The required output is the line containing "orchestrator process: a" through the final line of the material below, printed exactly, with no other lines.

⟨

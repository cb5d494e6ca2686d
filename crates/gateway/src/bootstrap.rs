//! Subsystem construction and the periodic background tasks kept running
//! for the lifetime of the process. Mirrors the teacher's `bootstrap.rs`
//! split from `main.rs`: build everything here with a tracing checkpoint
//! after each subsystem, then hand the assembled [`AppState`] back.

use std::path::Path;
use std::sync::Arc;
use std::time::Duration;

use anyhow::{Context, Result};
use cw_automation::{CheckpointStore, DelayRunner, DelayStore, ExecutorConfig, IdempotencyStore, RuleRegistry, RunLogStore, SchemaCacheStore, SchemaWatcher, SchemaWatcherConfig, SnapshotStore};
use cw_domain::schema::{FieldKind, FieldSchema, TableSchema};
use chrono::Utc;
use serde_json::json;
use cw_bitable::{BitableClient, TokenCache};
use cw_domain::config::Config;
use cw_llm::{LlmRouter, OpenAiCompatProvider};
use cw_orchestrator::{CreateSkill, IntentParser, Orchestrator, ReminderStore, TableAlias, TableCatalog, UpdateSkill};
use cw_sessions::{ConversationStore, DedupeStore, LifecycleManager};

use crate::api::mcp::ToolRegistry;
use crate::state::AppState;

pub async fn build_app_state(config: Config) -> Result<AppState> {
    let config = Arc::new(config);
    let state_dir = Path::new(&config.server.state_dir);
    std::fs::create_dir_all(state_dir).context("creating state directory")?;

    let http = Arc::new(reqwest::Client::new());

    let tokens = Arc::new(TokenCache::new(
        config.channel.app_id.clone().unwrap_or_default(),
        config.channel.app_secret.clone().unwrap_or_default(),
        config.bitable.domain.clone().unwrap_or_else(|| "https://open.feishu.cn/open-apis".to_string()),
    ));
    let bitable = Arc::new(BitableClient::new(
        config.bitable.domain.clone().unwrap_or_else(|| "https://open.feishu.cn/open-apis".to_string()),
        tokens,
        config.llm.timeout_seconds,
    )?);
    tracing::info!("bitable client ready");

    let task_provider = match &config.llm.task_base_url {
        Some(base) => Some(Arc::new(OpenAiCompatProvider::new(
            "task",
            base.clone(),
            config.llm.task_api_key.clone().unwrap_or_default(),
            config.llm.task_model.clone().unwrap_or_default(),
            config.llm.timeout_seconds,
        )?) as Arc<dyn cw_llm::LlmProvider>),
        None => None,
    };
    let chat_provider = match &config.llm.chat_base_url {
        Some(base) => Some(Arc::new(OpenAiCompatProvider::new(
            "chat",
            base.clone(),
            config.llm.chat_api_key.clone().unwrap_or_default(),
            config.llm.chat_model.clone().unwrap_or_default(),
            config.llm.timeout_seconds,
        )?) as Arc<dyn cw_llm::LlmProvider>),
        None => None,
    };
    let llm = Arc::new(LlmRouter::new(task_provider, chat_provider, Duration::from_secs(config.llm.timeout_seconds)));
    tracing::info!(
        task_configured = config.llm.task_base_url.is_some(),
        chat_configured = config.llm.chat_base_url.is_some(),
        "llm router ready"
    );

    let sessions = Arc::new(ConversationStore::new(state_dir)?);
    let channel_dedupe = Arc::new(DedupeStore::new(Duration::from_secs(600)));
    let reminders = Arc::new(ReminderStore::new(state_dir));
    tracing::info!("conversation store and reminder store ready");

    let aliases = match (&config.bitable.default_app_token, &config.bitable.default_table_id) {
        (Some(app_token), Some(table_id)) => {
            vec![TableAlias { keywords: vec![], app_token: app_token.clone(), table_id: table_id.clone(), label: "default".to_string() }]
        }
        _ => vec![],
    };
    let tables = Arc::new(TableCatalog::new(aliases, config.orchestrator.table_confidence_threshold));

    let intent = IntentParser::new(config.orchestrator.direct_execute_threshold, config.orchestrator.llm_confirm_threshold, config.orchestrator.max_hops);
    let orchestrator = Arc::new(Orchestrator::new(intent, config.orchestrator.max_hops, CreateSkill::new(vec![], vec![]), UpdateSkill::new(vec![])));
    tracing::info!("conversation orchestrator ready");

    let rules = Arc::new(if Path::new(&config.server.rules_path).exists() {
        RuleRegistry::load(&config.server.rules_path)?
    } else {
        tracing::warn!(path = %config.server.rules_path, "rules file not found, starting with an empty registry");
        let path = state_dir.join("rules.empty.yaml");
        std::fs::write(&path, "rules: []\n")?;
        RuleRegistry::load(&path)?
    });
    let snapshots = Arc::new(SnapshotStore::new(state_dir));
    let idempotency = Arc::new(IdempotencyStore::new(state_dir, 24 * 3600));
    let schema_cache = Arc::new(SchemaCacheStore::new(state_dir));
    let checkpoints = Arc::new(CheckpointStore::new(state_dir));
    let delay_store = Arc::new(DelayStore::new(state_dir));
    let run_log = Arc::new(RunLogStore::new(state_dir));
    tracing::info!(rules = rules.all().len(), "automation engine ready");

    let tools = Arc::new(ToolRegistry::new());
    tracing::info!(tools = tools.definitions().len(), "mcp tool registry ready");

    Ok(AppState {
        config,
        orchestrator,
        sessions,
        channel_dedupe,
        reminders,
        tables,
        bitable,
        llm,
        http,
        rules,
        snapshots,
        idempotency,
        schema_cache,
        checkpoints,
        delay_store,
        run_log,
        tools,
    })
}

fn executor_config(state: &AppState) -> ExecutorConfig {
    ExecutorConfig {
        max_retries: state.config.automation.action_max_retries,
        retry_delay: Duration::from_secs(state.config.automation.action_retry_delay_seconds),
        retry_delay_max: Duration::from_secs(state.config.automation.action_retry_delay_seconds * 8),
        http_allowed_domains: state.config.automation.http_allowed_domains.clone(),
        http_timeout: Duration::from_secs(state.config.automation.http_timeout_seconds),
    }
}

/// Spawns the long-running sweeps the server keeps alive for its whole
/// lifetime: conversation idle eviction, the delay-task poller, and (when
/// enabled) the periodic schema-sync tick.
pub fn spawn_background_tasks(state: AppState) {
    let idle = state.clone();
    tokio::spawn(async move {
        let lifecycle = LifecycleManager::new(idle.config.orchestrator.idle_ttl_minutes);
        lifecycle.run_forever(&idle.sessions, Duration::from_secs(60)).await;
    });

    if state.config.reminders.scheduler_enabled {
        let delay = state.clone();
        tokio::spawn(async move {
            let cfg = executor_config(&delay);
            let runner = DelayRunner { delay_store: &delay.delay_store, bitable: &delay.bitable, http: &delay.http, executor_config: &cfg };
            runner.run_forever(Duration::from_secs(30)).await;
        });
    }

    if state.config.automation.schema_sync_enabled {
        let schema = state.clone();
        let interval = Duration::from_secs(schema.config.automation.schema_sync_interval_seconds);
        tokio::spawn(async move {
            let mut ticker = tokio::time::interval(interval);
            loop {
                ticker.tick().await;
                sync_all_table_schemas(&schema).await;
            }
        });
    }

    tracing::info!("background tasks spawned");
}

/// Samples every table the rule registry references and refreshes its
/// cached schema, letting the watcher runtime-disable rules whose
/// trigger field has disappeared.
async fn sync_all_table_schemas(state: &AppState) {
    let watcher_cfg = SchemaWatcherConfig { risk_webhook_url: state.config.automation.schema_webhook_url.clone(), risk_webhook_secret: state.config.automation.schema_webhook_secret.clone() };
    let watcher = SchemaWatcher { cache: &state.schema_cache, rules: &state.rules, http: &state.http, config: &watcher_cfg };
    let default_app_token = state.config.bitable.default_app_token.clone().unwrap_or_default();

    let mut table_ids: Vec<String> = state.rules.all().into_iter().map(|r| r.table.table_id).collect();
    table_ids.sort();
    table_ids.dedup();

    for table_id in table_ids {
        let sample = match state.bitable.search_with_filter(&default_app_token, &table_id, json!({})).await {
            Ok(r) => r,
            Err(e) => {
                tracing::warn!(table_id, error = %e, "schema sync sample fetch failed");
                continue;
            }
        };
        let mut field_names: Vec<String> = Vec::new();
        for record in sample.iter().take(20) {
            for name in record.fields.keys() {
                if !field_names.contains(name) {
                    field_names.push(name.clone());
                }
            }
        }
        let fresh = TableSchema { table_id: table_id.clone(), fields: field_names.into_iter().map(|name| FieldSchema { name, kind: FieldKind::Unknown }).collect(), refreshed_at: Utc::now() };
        watcher.refresh(fresh).await;
    }
}
//! Greeting pool with time-of-day branching, a soft refusal for
//! out-of-scope requests, and a templated decline for sensitive topics
//! (case-outcome prediction).

use chrono::Timelike;
use rand::seq::SliceRandom;

use crate::result::SkillResult;
use crate::skills::SkillContext;

const GREETINGS: &[&str] = &["你好", "hi", "hello", "在吗", "嗨"];
const THANKS: &[&str] = &["谢谢", "thanks", "thank you"];
const SENSITIVE_TOPICS: &[&str] = &["会不会赢", "能不能赢", "胜诉概率", "会判几年", "outcome prediction", "win the case"];

const MORNING_GREETINGS: &[&str] = &["早上好，有什么可以帮您？", "早安，需要我查点什么吗？"];
const AFTERNOON_GREETINGS: &[&str] = &["下午好，我在，请讲。", "下午好，有什么需要协助的？"];
const EVENING_GREETINGS: &[&str] = &["晚上好，需要我帮忙处理什么吗？", "晚上好，有什么可以效劳的？"];

const THANKS_REPLIES: &[&str] = &["不客气！", "应该的。", "随时找我。"];
const SOFT_REFUSALS: &[&str] = &["这个我帮不上忙，我主要负责案件相关的查询和操作。", "抱歉，这超出了我能处理的范围。"];
const SENSITIVE_DECLINE: &str = "我不能对案件结果做出预测或判断，这类问题建议咨询负责律师。";

pub struct ChitchatSkill;

impl ChitchatSkill {
    pub fn new() -> Self {
        Self
    }

    pub async fn run(&self, ctx: &SkillContext<'_>) -> SkillResult {
        let text = ctx.text.trim();
        let mut rng = rand::thread_rng();

        if SENSITIVE_TOPICS.iter().any(|t| text.contains(t)) {
            return SkillResult::ok(SENSITIVE_DECLINE);
        }

        if THANKS.iter().any(|t| text.contains(t)) {
            return SkillResult::ok(*THANKS_REPLIES.choose(&mut rng).unwrap());
        }

        if GREETINGS.iter().any(|g| text.contains(g)) {
            let local_hour = (ctx.now + chrono::Duration::hours(ctx.config.timezone_offset_hours)).time().hour();
            let pool = greeting_pool_for_hour(local_hour);
            return SkillResult::ok(*pool.choose(&mut rng).unwrap());
        }

        SkillResult::ok(*SOFT_REFUSALS.choose(&mut rng).unwrap())
    }
}

impl Default for ChitchatSkill {
    fn default() -> Self {
        Self::new()
    }
}

fn greeting_pool_for_hour(hour: u32) -> &'static [&'static str] {
    match hour {
        5..=11 => MORNING_GREETINGS,
        12..=17 => AFTERNOON_GREETINGS,
        _ => EVENING_GREETINGS,
    }
}

#[cfg(test)]
mod tests {
    use super::*;

    #[test]
    fn greeting_pool_branches_on_local_hour() {
        assert_eq!(greeting_pool_for_hour(8), MORNING_GREETINGS);
        assert_eq!(greeting_pool_for_hour(14), AFTERNOON_GREETINGS);
        assert_eq!(greeting_pool_for_hour(21), EVENING_GREETINGS);
    }
}
//! Conversation state ownership for the orchestrator process: a
//! `open_id`-keyed store with idle-TTL eviction, and inbound-message
//! deduplication for the conversation channel callback.

pub mod dedupe;
pub mod lifecycle;
pub mod store;

pub use dedupe::DedupeStore;
pub use lifecycle::LifecycleManager;
pub use store::ConversationStore;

⟩

§ **Worked solution**
//! Conversation state ownership for the orchestrator process: a
//! `open_id`-keyed store with idle-TTL eviction, and inbound-message
//! deduplication for the conversation channel callback.

pub mod dedupe;
pub mod lifecycle;
pub mod store;

pub use dedupe::DedupeStore;
pub use lifecycle::LifecycleManager;
pub use store::ConversationStore;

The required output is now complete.